Wing K. Chung and his late wife Alice Lee-Tsing Chung.Photo: Courtesy of the Chung family With his latest gift, Wing K. Chung is helping make blood transfusion safer. Photo: Samantha Chron
Wing K. Chung has continued his philanthropic involvement with UCLA by funding the UCLA Wing-Kwai and Alice Lee-Tsing Chung Transfusion Service in support of the Transfusion Safety and Blood Management Initiative. In 2006, Chung, a retired, accomplished structural engineer, made a contribution in recognition of his late wife’s lifelong passion for horticulture to provide the Wing-Kwai and Alice Lee-Tsing Chung Garden outside Ronald Reagan UCLA Medical Center. The garden offers patients, their family members and others a comfortable and tranquil environment to relax. Chung said he hopes his efforts dedicated to the memory of Lee-Tsing will make the world a more beautiful place for all. His latest gift is another loving tribute to his late wife and her extensive service in the UCLA blood bank and unique ties to UCLA. “I have been inspired by the hard work, the vision of and the encouragement from Dr. Jonathan Braun, chair of the Department of Pathology and Laboratory Medicine; Dr. Alyssa Ziman, chief of the Division of Clinical Laboratory Medicine, medical director of clinical laboratories and medical director of transfusion medicine; and others at UCLA,” Chung said. “I am honored to be able to partner with transfusion medicine and to contribute to this innovative effort to improve transfusion safety, reduce transfusion-related adverse events and further enhance the overall quality of the transfusion service at UCLA. Ultimately, I believe patients and their families will benefit.”

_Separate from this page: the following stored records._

#[cfg(test)]
mod tests {
    use super::*;
    use crate::lexer::Lexer;

    fn parse(source: &str) -> Vec<Spanned<Node>> {
        let (tokens, lex_diags) = Lexer::new(source).tokenize();
        assert!(lex_diags.is_empty(), "lex errors: {:?}", lex_diags);
        Parser::new(tokens).parse_program().unwrap()
    }

    fn parse_expr(source: &str) -> Node {
        let stmts = parse(source);
        assert_eq!(stmts.len(), 1);
        match stmts.into_iter().next().unwrap().node {
            Node::ExpressionStatement(e) => e.node,
            other => panic!("expected expression statement, got {}", other.kind_name()),
        }
    }

    #[test]
    fn test_function_declaration() {
        let stmts = parse("function kernel(a, b) { return a; }");
        assert_eq!(stmts.len(), 1);
        if let Node::FunctionDeclaration { name, params, body } = &stmts[0].node {
            assert_eq!(name.as_ref().unwrap().node, "kernel");
            assert_eq!(params.len(), 2);
            assert_eq!(params[0].node, "a");
            assert!(matches!(body.node, Node::Block(_)));
        } else {
            panic!("expected function declaration");
        }
    }

    #[test]
    fn test_function_expression_in_initializer() {
        let stmts = parse("const parser_kernel = function(a) { return a; };");
        if let Node::VariableDeclaration { declarations, .. } = &stmts[0].node {
            if let Node::VariableDeclarator { init, .. } = &declarations[0].node {
                assert!(matches!(
                    init.as_ref().unwrap().node,
                    Node::FunctionExpression { .. }
                ));
            } else {
                panic!("expected declarator");
            }
        } else {
            panic!("expected variable declaration");
        }
    }

    #[test]
    fn test_precedence() {
        // a + b * c parses as a + (b * c)
        if let Node::Binary { op, right, .. } = parse_expr("a + b * c;") {
            assert_eq!(op, BinaryOp::Add);
            assert!(matches!(
                right.node,
                Node::Binary {
                    op: BinaryOp::Mul,
                    ..
                }
            ));
        } else {
            panic!("expected binary expression");
        }
    }

    #[test]
    fn test_logical_vs_binary() {
        if let Node::Logical { op, .. } = parse_expr("a < b && c > d;") {
            assert_eq!(op, LogicalOp::And);
        } else {
            panic!("expected logical expression");
        }
    }

    #[test]
    fn test_member_chain() {
        // this.constants.foo[0]
        let expr = parse_expr("this.constants.foo[0];");
        if let Node::Member { object, property } = expr {
            assert!(matches!(property, MemberProperty::Computed(_)));
            assert!(matches!(object.node, Node::Member { .. }));
        } else {
            panic!("expected member expression");
        }
    }

    #[test]
    fn test_call_with_arguments() {
        let expr = parse_expr("Math.max(a, 1.5);");
        if let Node::Call { callee, arguments } = expr {
            assert_eq!(arguments.len(), 2);
            assert!(matches!(callee.node, Node::Member { .. }));
        } else {
            panic!("expected call expression");
        }
    }

    #[test]
    fn test_for_loop() {
        let stmts = parse("for (var i = 0; i < 10; i++) { sum += i; }");
        if let Node::For {
            init,
            test,
            update,
            body,
        } = &stmts[0].node
        {
            assert!(matches!(
                init.as_ref().unwrap().node,
                Node::VariableDeclaration { .. }
            ));
            assert!(test.is_some());
            assert!(matches!(
                update.as_ref().unwrap().node,
                Node::Update { prefix: false, .. }
            ));
            assert!(matches!(body.node, Node::Block(_)));
        } else {
            panic!("expected for statement");
        }
    }

    #[test]
    fn test_multi_declarator() {
        let stmts = parse("var x = 1, y = 2;");
        if let Node::VariableDeclaration { kind, declarations } = &stmts[0].node {
            assert_eq!(*kind, VarKind::Var);
            assert_eq!(declarations.len(), 2);
        } else {
            panic!("expected variable declaration");
        }
    }

    #[test]
    fn test_conditional_expression() {
        let expr = parse_expr("a > 0 ? a : 0 - a;");
        assert!(matches!(expr, Node::Conditional { .. }));
    }

    #[test]
    fn test_sequence_expression() {
        let expr = parse_expr("a = 1, b = 2;");
        if let Node::Sequence(exprs) = expr {
            assert_eq!(exprs.len(), 2);
        } else {
            panic!("expected sequence expression");
        }
    }

    #[test]
    fn test_array_literal() {
        let expr = parse_expr("[1, 2, 3];");
        if let Node::Array(elements) = expr {
            assert_eq!(elements.len(), 3);
        } else {
            panic!("expected array expression");
        }
    }

    #[test]
    fn test_if_else() {
        let stmts = parse("if (a > b) { return a; } else { return b; }");
        if let Node::If { alternate, .. } = &stmts[0].node {
            assert!(alternate.is_some());
        } else {
            panic!("expected if statement");
        }
    }

    #[test]
    fn test_while_and_do_while() {
        let stmts = parse("while (a < 10) a++; do a--; while (a > 0);");
        assert!(matches!(stmts[0].node, Node::While { .. }));
        assert!(matches!(stmts[1].node, Node::DoWhile { .. }));
    }

    // --- Error path tests ---

    fn parse_errors(source: &str) -> Vec<Diagnostic> {
        let (tokens, _lex_diags) = Lexer::new(source).tokenize();
        match Parser::new(tokens).parse_program() {
            Ok(_) => Vec::new(),
            Err(diags) => diags,
        }
    }

    #[test]
    fn test_error_missing_paren() {
        let diags = parse_errors("if (a > b { return a; }");
        assert!(!diags.is_empty());
        assert!(diags[0].message.contains("expected ')'"));
    }

    #[test]
    fn test_error_bad_assignment_target() {
        let diags = parse_errors("1 = 2;");
        assert!(!diags.is_empty());
        assert!(diags[0].message.contains("invalid assignment target"));
    }

    #[test]
    fn test_error_unexpected_token() {
        let diags = parse_errors("return ];");
        assert!(!diags.is_empty());
    }
}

“Patients come to UCLA with complex and life-threatening diseases,” Dr. Ziman said. “A crucial part of their care is the preparation and administration of blood products tailored to each patient’s unique needs. This gift allows us to launch and sustain a pioneering program linking transfusion-medicine experts with UCLA doctors and nurses to improve transfusion safety and optimize transfusion practices for our sickest patients.”
Chung’s gift enabled the UCLA Transfusion Medicine Service to purchase the Intercept Blood System, which reduces pathogens in donated blood and decreases the risk of transfusion-transmitted infections, including septic transfusion reactions. The system represents a breakthrough in transfusion safety for patients. UCLA is the first hospital-based donor center to implement this service in California. During the system’s implementation week, UCLA was the highest producer of pathogen-reduction platelets in the United States. Chung said that in making the gift, he had a number of goals beyond advancing patient safety at UCLA. He hopes his contribution will help to garner wider support and greater philanthropic interest from the Asian American community and that the gift will make UCLA a model in transfusion service for other medical centers in the University of California system. “It gives me great satisfaction to know that I am playing a vital role in advancing the UCLA Health Sciences mission of research, education, patient care and public service,” Chung said.